◆ Listed entries:
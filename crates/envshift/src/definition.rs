//! environment definition: the [EnvironmentCatalog] and the [OverrideTable]
//!
//! ```yaml
//! fields:
//!   - name: api
//!     environments:
//!       prod: https://api.example.com
//!       staging: { scheme: https, host: api-staging.example.com }
//! overrides:
//!   - key: service.endpoint
//!     environments:
//!       prod: fixed-value
//! ```
use crate::document::LoadError;
use crate::key_path::KeyPath;
use crate::url::UrlValue;
use crate::value::Value;
use indexmap::IndexMap;
use std::path::Path;

#[derive(Debug, Default, serde::Deserialize)]
#[serde(deny_unknown_fields)]
pub struct Definition {
    #[serde(default)]
    pub fields: EnvironmentCatalog,
    #[serde(default)]
    pub overrides: OverrideTable,
}

impl Definition {
    pub fn parse(source: &str) -> Result<Self, LoadError> {
        Ok(serde_yaml::from_str(source)?)
    }

    pub fn load_file(file_path: &Path) -> Result<Self, LoadError> {
        let file_path = file_path.canonicalize()?;
        tracing::info!(path=%file_path.display(), "loading definition");

        let file_contents = std::fs::read_to_string(&file_path)?;
        let definition = Self::parse(&file_contents)?;

        tracing::debug!(
            fields = definition.fields.len(),
            overrides = definition.overrides.len(),
            "definition loaded"
        );
        Ok(definition)
    }
}

/// Where a field lives in one environment
#[derive(Debug, Clone, PartialEq, serde::Deserialize)]
#[serde(untagged)]
pub enum Endpoint {
    /// `https://api.example.com`
    Url(String),
    /// `{ scheme: https, host: api.example.com }`
    Parts { scheme: String, host: String },
}

impl Endpoint {
    /// Text that identifies a url as belonging to this endpoint
    pub fn literal(&self) -> &str {
        match self {
            Endpoint::Url(url) => url,
            Endpoint::Parts { host, .. } => host,
        }
    }

    pub fn url(&self) -> UrlValue {
        match self {
            Endpoint::Url(url) => UrlValue::parse(url.as_str()),
            Endpoint::Parts { scheme, host } => UrlValue::parse(format!("{scheme}://{host}")),
        }
    }
}

impl From<&str> for Endpoint {
    fn from(value: &str) -> Self {
        Endpoint::Url(value.to_string())
    }
}

/// A logical endpoint whose url differs per environment
#[derive(Debug, Clone, PartialEq, serde::Deserialize, derive_new::new)]
#[serde(deny_unknown_fields)]
pub struct Field {
    pub name: String,
    pub environments: IndexMap<String, Endpoint>,
}

impl Field {
    pub fn has_environment(&self, environment: &str) -> bool {
        self.environments.contains_key(environment)
    }

    pub fn environment_url(&self, environment: &str) -> Option<UrlValue> {
        self.environments.get(environment).map(Endpoint::url)
    }

    /// `raw` contains the literal of any of this field's endpoints, regardless of environment
    fn matches(&self, raw: &str) -> bool {
        self.environments
            .values()
            .any(|endpoint| raw.contains(endpoint.literal()))
    }
}

/// Outcome of resolving a url against the [EnvironmentCatalog]
#[derive(Debug, PartialEq)]
pub enum Resolution<'c> {
    /// matching field with a binding for the environment
    Bound { field: &'c Field, url: UrlValue },
    /// matching field without a binding for the environment
    Unbound { field: &'c Field },
    /// no field matches
    Unmatched,
}

/// All known [Field]s, in definition order
#[derive(Debug, Clone, Default, serde::Deserialize)]
#[serde(transparent)]
pub struct EnvironmentCatalog(Vec<Field>);

impl EnvironmentCatalog {
    pub fn iter(&self) -> impl Iterator<Item = &Field> {
        self.0.iter()
    }

    pub fn len(&self) -> usize {
        self.0.len()
    }

    pub fn is_empty(&self) -> bool {
        self.0.is_empty()
    }

    /// First field that `raw` belongs to
    ///
    /// Matching is by substring. When the literals of two fields both occur in `raw` the field defined first wins.
    pub fn find(&self, raw: &str) -> Option<&Field> {
        self.0.iter().find(|field| field.matches(raw))
    }

    pub fn resolve(&self, raw: &str, environment: &str) -> Resolution<'_> {
        let Some(field) = self.find(raw) else {
            return Resolution::Unmatched;
        };

        match field.environment_url(environment) {
            Some(url) => Resolution::Bound { field, url },
            None => Resolution::Unbound { field },
        }
    }
}

impl From<Vec<Field>> for EnvironmentCatalog {
    fn from(value: Vec<Field>) -> Self {
        Self(value)
    }
}

/// A fixed value for one key path, per environment
#[derive(Debug, Clone, serde::Deserialize, derive_new::new)]
#[serde(deny_unknown_fields)]
pub struct Override {
    pub key: String,
    pub environments: IndexMap<String, Value>,
}

/// All known [Override]s, in definition order
#[derive(Debug, Clone, Default, serde::Deserialize)]
#[serde(transparent)]
pub struct OverrideTable(Vec<Override>);

impl OverrideTable {
    pub fn iter(&self) -> impl Iterator<Item = &Override> {
        self.0.iter()
    }

    pub fn len(&self) -> usize {
        self.0.len()
    }

    pub fn is_empty(&self) -> bool {
        self.0.is_empty()
    }

    /// Value to force at `path` in `environment`
    ///
    /// Only the first override for a key is considered. It is a miss when that override has no value for
    /// `environment`. The root path never matches.
    pub fn lookup(&self, path: &KeyPath, environment: &str) -> Option<&Value> {
        if path.is_root() {
            return None;
        }

        self.0
            .iter()
            .find(|entry| entry.key == path.as_str())
            .and_then(|entry| entry.environments.get(environment))
    }
}

impl From<Vec<Override>> for OverrideTable {
    fn from(value: Vec<Override>) -> Self {
        Self(value)
    }
}
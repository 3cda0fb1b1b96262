//! Retarget a [Document] to one environment
use crate::definition::{Definition, Resolution};
use crate::document::Document;
use crate::key_path::KeyPath;
use crate::url::{looks_like_url, UrlValue};
use crate::value::Value;
use crate::visit::{VisitLeavesMut, VisitMut};

/// What to do when a catalog field has no binding for the target environment
#[derive(Debug, Clone, Copy, Default, PartialEq, Eq)]
pub enum EnvironmentPolicy {
    /// refuse to generate
    #[default]
    Strict,
    /// urls of such fields keep their scheme and host
    Lenient,
}

#[derive(Debug)]
pub struct Generator<'d> {
    definition: &'d Definition,
    environment: String,
}

impl<'d> Generator<'d> {
    /// Create a generator for `environment`, every field of the catalog must know it
    pub fn new(
        definition: &'d Definition,
        environment: impl Into<String>,
    ) -> Result<Self, GenerateError> {
        Self::with_policy(definition, environment, EnvironmentPolicy::Strict)
    }

    pub fn with_policy(
        definition: &'d Definition,
        environment: impl Into<String>,
        policy: EnvironmentPolicy,
    ) -> Result<Self, GenerateError> {
        let environment = environment.into();

        if policy == EnvironmentPolicy::Strict {
            check_environment(definition, &environment)?;
        }

        Ok(Self {
            definition,
            environment,
        })
    }

    pub fn environment(&self) -> &str {
        &self.environment
    }

    /// Rewrite urls, then apply overrides
    #[tracing::instrument(level = "debug", skip_all, fields(environment = %self.environment))]
    pub fn generate(&self, document: &mut Document) {
        self.rewrite_urls(document);
        self.apply_overrides(document);
    }

    /// Point every url-like string at the target environment, keeping its path
    pub fn rewrite_urls(&self, document: &mut Document) {
        document.visit_leaves_mut(&mut UrlRewriter::new(self));
    }

    /// Force the values of all overridden key paths
    pub fn apply_overrides(&self, document: &mut Document) {
        document.visit_leaves_mut(&mut OverrideApplier::new(self));
    }

    /// `raw` with scheme and host of the environment's url, or `None` if `raw` is not a url
    pub fn rewrite_string(&self, raw: &str) -> Option<String> {
        if raw.is_empty() || !looks_like_url(raw) {
            return None;
        }

        let current = UrlValue::parse(raw);
        let origin = match self.definition.fields.resolve(raw, &self.environment) {
            Resolution::Bound { field, url } => {
                tracing::trace!(field = %field.name, %url, "url matched");
                url
            }
            Resolution::Unbound { field } => {
                tracing::trace!(field = %field.name, "field has no binding, keeping host");
                current.clone()
            }
            Resolution::Unmatched => {
                tracing::trace!(url = raw, "no field matched, keeping host");
                current.clone()
            }
        };

        Some(current.rebase(&origin))
    }
}

/// Every field of the catalog has a binding for `environment`
pub fn check_environment(definition: &Definition, environment: &str) -> Result<(), GenerateError> {
    match definition
        .fields
        .iter()
        .find(|field| !field.has_environment(environment))
    {
        Some(field) => Err(GenerateError::UnknownEnvironment {
            field: field.name.clone(),
            environment: environment.to_string(),
        }),
        None => Ok(()),
    }
}

#[derive(thiserror::Error, Debug, PartialEq)]
pub enum GenerateError {
    #[error("environment `{environment}` is not defined for field `{field}`")]
    UnknownEnvironment { field: String, environment: String },
}

#[derive(derive_new::new)]
struct UrlRewriter<'g> {
    generator: &'g Generator<'g>,
}

impl<'g> VisitMut<Value> for UrlRewriter<'g> {
    fn visit_mut(&mut self, path: &KeyPath, value: &mut Value) {
        match value {
            Value::String(raw) => {
                if let Some(rewritten) = self.generator.rewrite_string(raw) {
                    if rewritten != *raw {
                        tracing::debug!(%path, from = %raw, to = %rewritten, "url rewritten");
                    }
                    *raw = rewritten;
                }
            }
            // lists are never looked into
            Value::List(_) | Value::Integer(_) | Value::Boolean(_) => {}
            // nested documents are walked by the visitor
            Value::Document(_) => {}
        }
    }
}

#[derive(derive_new::new)]
struct OverrideApplier<'g> {
    generator: &'g Generator<'g>,
}

impl<'g> VisitMut<Value> for OverrideApplier<'g> {
    fn visit_mut(&mut self, path: &KeyPath, value: &mut Value) {
        let Some(forced) = self
            .generator
            .definition
            .overrides
            .lookup(path, &self.generator.environment)
        else {
            return;
        };

        tracing::debug!(%path, from = value.kind(), to = forced.kind(), "override applied");
        *value = forced.clone();
    }
}

#[cfg(test)]
mod test {
    use super::*;
    use crate::document;
    use pretty_assertions::assert_eq;

    fn definition() -> Definition {
        Definition::parse(
            r#"
fields:
  - name: api
    environments:
      prod: https://api.example.com
      staging: http://api-staging.example.com
  - name: auth
    environments:
      prod: { scheme: https, host: auth.example.com }
      staging: { scheme: https, host: auth.staging.example.com }
overrides:
  - key: service.endpoint
    environments:
      staging: fixed-value
  - key: service.replicas
    environments:
      staging: 1
  - key: debug
    environments:
      staging: true
"#,
        )
        .unwrap()
    }

    #[test]
    fn rewrites_host_and_keeps_path() {
        let definition = definition();
        let generator = Generator::new(&definition, "staging").unwrap();

        assert_eq!(
            generator.rewrite_string("https://api.example.com/v1/users?page=2").as_deref(),
            Some("http://api-staging.example.com/v1/users?page=2")
        );
        assert_eq!(
            generator.rewrite_string("https://auth.example.com").as_deref(),
            Some("https://auth.staging.example.com")
        );
    }

    #[test]
    fn url_of_other_environment_is_remapped() {
        let definition = definition();
        let generator = Generator::new(&definition, "prod").unwrap();

        assert_eq!(
            generator.rewrite_string("http://api-staging.example.com/health").as_deref(),
            Some("https://api.example.com/health")
        );
    }

    #[test]
    fn unmatched_url_keeps_scheme_and_host() {
        let definition = definition();
        let generator = Generator::new(&definition, "staging").unwrap();

        assert_eq!(
            generator.rewrite_string("https://elsewhere.example/a/b").as_deref(),
            Some("https://elsewhere.example/a/b")
        );
    }

    #[test]
    fn non_urls_are_left_alone() {
        let definition = definition();
        let generator = Generator::new(&definition, "staging").unwrap();

        assert_eq!(generator.rewrite_string(""), None);
        assert_eq!(generator.rewrite_string("hello world"), None);
        assert_eq!(generator.rewrite_string("api.example.com/v1"), None);
    }

    #[test]
    fn unknown_environment_is_fatal() {
        let definition = definition();
        let err = Generator::new(&definition, "dev").unwrap_err();

        assert_eq!(
            err,
            GenerateError::UnknownEnvironment {
                field: "api".to_string(),
                environment: "dev".to_string()
            }
        );
    }

    #[test]
    fn check_ignores_overrides() {
        let definition = Definition::parse("overrides: [{key: a, environments: {prod: 1}}]").unwrap();

        assert_eq!(check_environment(&definition, "staging"), Ok(()));
    }

    #[test]
    fn lenient_policy_keeps_unbound_hosts() {
        let definition = Definition::parse(
            r#"
fields:
  - name: api
    environments:
      prod: https://api.example.com
"#,
        )
        .unwrap();

        assert!(Generator::new(&definition, "staging").is_err());

        let generator =
            Generator::with_policy(&definition, "staging", EnvironmentPolicy::Lenient).unwrap();
        assert_eq!(
            generator.rewrite_string("https://api.example.com/x").as_deref(),
            Some("https://api.example.com/x")
        );
    }

    #[test]
    fn generate() {
        let definition = definition();
        let generator = Generator::new(&definition, "staging").unwrap();

        let mut doc = document!(
            r#"
service:
  endpoint: https://api.example.com/v1
  login: https://auth.example.com/login
  replicas: 3
  hosts: [https://api.example.com]
debug: false
greeting: hello world
"#
        );
        generator.generate(&mut doc);

        assert_eq!(
            doc,
            document!(
                r#"
service:
  endpoint: fixed-value
  login: https://auth.staging.example.com/login
  replicas: 1
  hosts: [https://api.example.com]
debug: true
greeting: hello world
"#
            )
        );
    }

    #[test]
    fn override_replaces_documents_only_at_leaves() {
        let definition = Definition::parse("overrides: [{key: service, environments: {prod: gone}}]").unwrap();
        let generator = Generator::new(&definition, "prod").unwrap();

        let mut doc = document!("service:\n  port: 80");
        generator.apply_overrides(&mut doc);

        assert_eq!(doc, document!("service:\n  port: 80"));
    }

    #[test]
    fn override_may_change_type() {
        let definition = Definition::parse("overrides: [{key: a.b, environments: {prod: {c: [1, 2]}}}]").unwrap();
        let generator = Generator::new(&definition, "prod").unwrap();

        let mut doc = document!("a:\n  b: text");
        generator.apply_overrides(&mut doc);

        assert_eq!(doc, document!("a:\n  b:\n    c: [1, 2]"));
    }

    #[test]
    fn rewrite_is_idempotent() {
        let definition = definition();
        let generator = Generator::new(&definition, "staging").unwrap();

        let mut doc = document!(
            "a: https://api.example.com/x?y=1\nb:\n  c: https://auth.example.com\n  d: http://other.example/p"
        );
        generator.rewrite_urls(&mut doc);
        let once = doc.clone();
        generator.rewrite_urls(&mut doc);

        assert_eq!(doc, once);
    }
}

◆ Task statement: Give back exactly the lines from the line holding "endpoint: fixed-value" through the last line of the listing, including both.

◆ Task solution:
  endpoint: fixed-value
  login: https://auth.staging.example.com/login
  replicas: 1
  hosts: [https://api.example.com]
debug: true
greeting: hello world
"#
            )
        );
    }

    #[test]
    fn override_replaces_documents_only_at_leaves() {
        let definition = Definition::parse("overrides: [{key: service, environments: {prod: gone}}]").unwrap();
        let generator = Generator::new(&definition, "prod").unwrap();

        let mut doc = document!("service:\n  port: 80");
        generator.apply_overrides(&mut doc);

        assert_eq!(doc, document!("service:\n  port: 80"));
    }

    #[test]
    fn override_may_change_type() {
        let definition = Definition::parse("overrides: [{key: a.b, environments: {prod: {c: [1, 2]}}}]").unwrap();
        let generator = Generator::new(&definition, "prod").unwrap();

        let mut doc = document!("a:\n  b: text");
        generator.apply_overrides(&mut doc);

        assert_eq!(doc, document!("a:\n  b:\n    c: [1, 2]"));
    }

    #[test]
    fn rewrite_is_idempotent() {
        let definition = definition();
        let generator = Generator::new(&definition, "staging").unwrap();

        let mut doc = document!(
            "a: https://api.example.com/x?y=1\nb:\n  c: https://auth.example.com\n  d: http://other.example/p"
        );
        generator.rewrite_urls(&mut doc);
        let once = doc.clone();
        generator.rewrite_urls(&mut doc);

        assert_eq!(doc, once);
    }
}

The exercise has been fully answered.